[Saved data entries]
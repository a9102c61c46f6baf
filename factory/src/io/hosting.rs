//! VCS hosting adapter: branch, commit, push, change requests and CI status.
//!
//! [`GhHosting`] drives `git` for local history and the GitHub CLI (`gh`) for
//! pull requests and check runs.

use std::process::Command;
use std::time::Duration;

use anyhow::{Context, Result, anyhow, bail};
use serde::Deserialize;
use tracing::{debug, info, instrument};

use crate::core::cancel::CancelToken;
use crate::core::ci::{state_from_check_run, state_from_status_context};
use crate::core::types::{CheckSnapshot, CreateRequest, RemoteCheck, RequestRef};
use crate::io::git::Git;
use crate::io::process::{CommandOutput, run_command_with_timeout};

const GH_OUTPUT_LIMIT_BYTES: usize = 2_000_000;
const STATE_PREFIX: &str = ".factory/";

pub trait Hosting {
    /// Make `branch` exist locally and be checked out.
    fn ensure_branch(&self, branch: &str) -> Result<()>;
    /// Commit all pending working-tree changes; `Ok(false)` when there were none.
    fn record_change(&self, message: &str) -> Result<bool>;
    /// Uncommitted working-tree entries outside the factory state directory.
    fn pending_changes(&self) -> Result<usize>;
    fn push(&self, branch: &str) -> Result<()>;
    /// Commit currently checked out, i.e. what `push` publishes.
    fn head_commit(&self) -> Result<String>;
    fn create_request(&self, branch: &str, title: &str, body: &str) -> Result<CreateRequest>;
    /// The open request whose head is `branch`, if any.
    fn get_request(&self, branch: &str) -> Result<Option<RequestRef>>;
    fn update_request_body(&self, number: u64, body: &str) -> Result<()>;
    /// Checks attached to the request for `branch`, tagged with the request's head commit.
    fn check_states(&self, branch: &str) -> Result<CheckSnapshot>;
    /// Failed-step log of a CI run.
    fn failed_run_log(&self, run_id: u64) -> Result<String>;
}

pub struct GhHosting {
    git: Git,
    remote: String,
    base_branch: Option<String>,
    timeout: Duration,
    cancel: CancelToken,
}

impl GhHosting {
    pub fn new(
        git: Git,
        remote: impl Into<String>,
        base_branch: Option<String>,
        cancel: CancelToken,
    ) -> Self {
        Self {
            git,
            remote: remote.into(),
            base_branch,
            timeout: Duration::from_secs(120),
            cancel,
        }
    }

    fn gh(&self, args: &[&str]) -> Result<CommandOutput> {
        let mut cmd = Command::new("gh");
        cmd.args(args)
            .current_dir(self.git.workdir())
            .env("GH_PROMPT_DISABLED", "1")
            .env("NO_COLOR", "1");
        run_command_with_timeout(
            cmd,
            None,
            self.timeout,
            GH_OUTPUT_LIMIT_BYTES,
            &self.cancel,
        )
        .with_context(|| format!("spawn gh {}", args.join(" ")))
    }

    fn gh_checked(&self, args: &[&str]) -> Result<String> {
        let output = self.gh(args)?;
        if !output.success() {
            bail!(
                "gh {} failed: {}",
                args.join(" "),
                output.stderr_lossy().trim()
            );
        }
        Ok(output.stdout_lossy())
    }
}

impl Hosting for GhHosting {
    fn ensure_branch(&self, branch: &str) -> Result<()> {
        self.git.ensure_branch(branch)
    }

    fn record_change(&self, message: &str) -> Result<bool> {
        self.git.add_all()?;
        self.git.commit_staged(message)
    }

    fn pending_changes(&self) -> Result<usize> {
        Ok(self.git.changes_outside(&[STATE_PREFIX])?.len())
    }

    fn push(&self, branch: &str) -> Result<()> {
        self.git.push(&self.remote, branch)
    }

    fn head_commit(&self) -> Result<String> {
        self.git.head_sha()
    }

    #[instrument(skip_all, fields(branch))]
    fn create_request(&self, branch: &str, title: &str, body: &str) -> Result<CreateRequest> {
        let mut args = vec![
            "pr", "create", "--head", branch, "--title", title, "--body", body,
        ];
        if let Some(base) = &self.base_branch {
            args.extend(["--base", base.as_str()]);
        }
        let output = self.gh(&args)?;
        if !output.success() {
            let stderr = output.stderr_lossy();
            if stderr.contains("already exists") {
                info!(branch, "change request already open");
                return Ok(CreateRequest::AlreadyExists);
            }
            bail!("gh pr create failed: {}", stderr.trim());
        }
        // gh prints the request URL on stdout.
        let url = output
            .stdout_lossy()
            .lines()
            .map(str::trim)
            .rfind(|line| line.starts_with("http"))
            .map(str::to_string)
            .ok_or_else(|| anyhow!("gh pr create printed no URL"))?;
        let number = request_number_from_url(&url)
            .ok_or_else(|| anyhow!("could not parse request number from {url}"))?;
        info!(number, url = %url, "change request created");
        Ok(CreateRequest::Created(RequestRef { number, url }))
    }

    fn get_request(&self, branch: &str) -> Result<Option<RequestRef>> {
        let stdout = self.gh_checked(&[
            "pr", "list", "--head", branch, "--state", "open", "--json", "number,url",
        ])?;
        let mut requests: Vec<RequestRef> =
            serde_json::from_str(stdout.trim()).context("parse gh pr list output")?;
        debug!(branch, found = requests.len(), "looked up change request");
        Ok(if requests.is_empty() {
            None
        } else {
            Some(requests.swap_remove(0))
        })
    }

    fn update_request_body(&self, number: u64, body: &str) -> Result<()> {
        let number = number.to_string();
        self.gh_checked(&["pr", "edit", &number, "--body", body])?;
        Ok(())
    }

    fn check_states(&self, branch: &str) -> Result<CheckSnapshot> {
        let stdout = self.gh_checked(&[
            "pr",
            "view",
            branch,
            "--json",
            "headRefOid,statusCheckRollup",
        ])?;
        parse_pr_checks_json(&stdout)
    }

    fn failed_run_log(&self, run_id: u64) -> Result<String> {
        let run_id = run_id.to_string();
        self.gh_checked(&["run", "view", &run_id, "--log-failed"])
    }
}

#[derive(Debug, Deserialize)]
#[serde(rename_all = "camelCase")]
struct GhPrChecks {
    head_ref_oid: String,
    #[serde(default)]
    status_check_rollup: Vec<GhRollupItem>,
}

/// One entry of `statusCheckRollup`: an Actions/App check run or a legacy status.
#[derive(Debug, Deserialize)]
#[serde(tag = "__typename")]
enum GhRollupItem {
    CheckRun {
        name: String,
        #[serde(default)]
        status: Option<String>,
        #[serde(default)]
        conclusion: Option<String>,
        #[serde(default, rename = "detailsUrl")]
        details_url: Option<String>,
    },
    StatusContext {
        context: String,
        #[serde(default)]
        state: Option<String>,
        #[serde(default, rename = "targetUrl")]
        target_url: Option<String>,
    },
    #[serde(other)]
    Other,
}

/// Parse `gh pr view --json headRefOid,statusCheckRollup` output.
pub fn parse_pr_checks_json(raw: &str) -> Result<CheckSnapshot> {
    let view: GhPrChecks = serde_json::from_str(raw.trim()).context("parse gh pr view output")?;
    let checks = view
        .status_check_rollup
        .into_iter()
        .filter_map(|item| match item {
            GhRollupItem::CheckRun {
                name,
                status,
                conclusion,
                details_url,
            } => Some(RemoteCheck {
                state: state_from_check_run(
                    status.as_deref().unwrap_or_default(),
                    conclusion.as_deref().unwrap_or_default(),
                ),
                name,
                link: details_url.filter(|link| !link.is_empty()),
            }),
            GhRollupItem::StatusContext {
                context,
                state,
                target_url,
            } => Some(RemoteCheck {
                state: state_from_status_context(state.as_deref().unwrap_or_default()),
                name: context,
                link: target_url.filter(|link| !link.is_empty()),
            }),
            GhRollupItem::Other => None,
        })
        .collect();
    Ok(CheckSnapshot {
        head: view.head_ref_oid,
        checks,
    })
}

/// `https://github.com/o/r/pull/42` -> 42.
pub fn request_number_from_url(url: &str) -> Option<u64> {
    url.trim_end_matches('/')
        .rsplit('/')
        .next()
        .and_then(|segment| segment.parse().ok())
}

• [Problem]: Nothing beyond the line containing "use std::process::Command;" is to be output; the lines above, from the first one onward to that line, are to be transcribed exactly.

• [Solution for this exercise]:
repository a9102c61c46f6baf
filename factory/src/io/hosting.rs
//! VCS hosting adapter: branch, commit, push, change requests and CI status.
//!
//! [`GhHosting`] drives `git` for local history and the GitHub CLI (`gh`) for
//! pull requests and check runs.

use std::process::Command;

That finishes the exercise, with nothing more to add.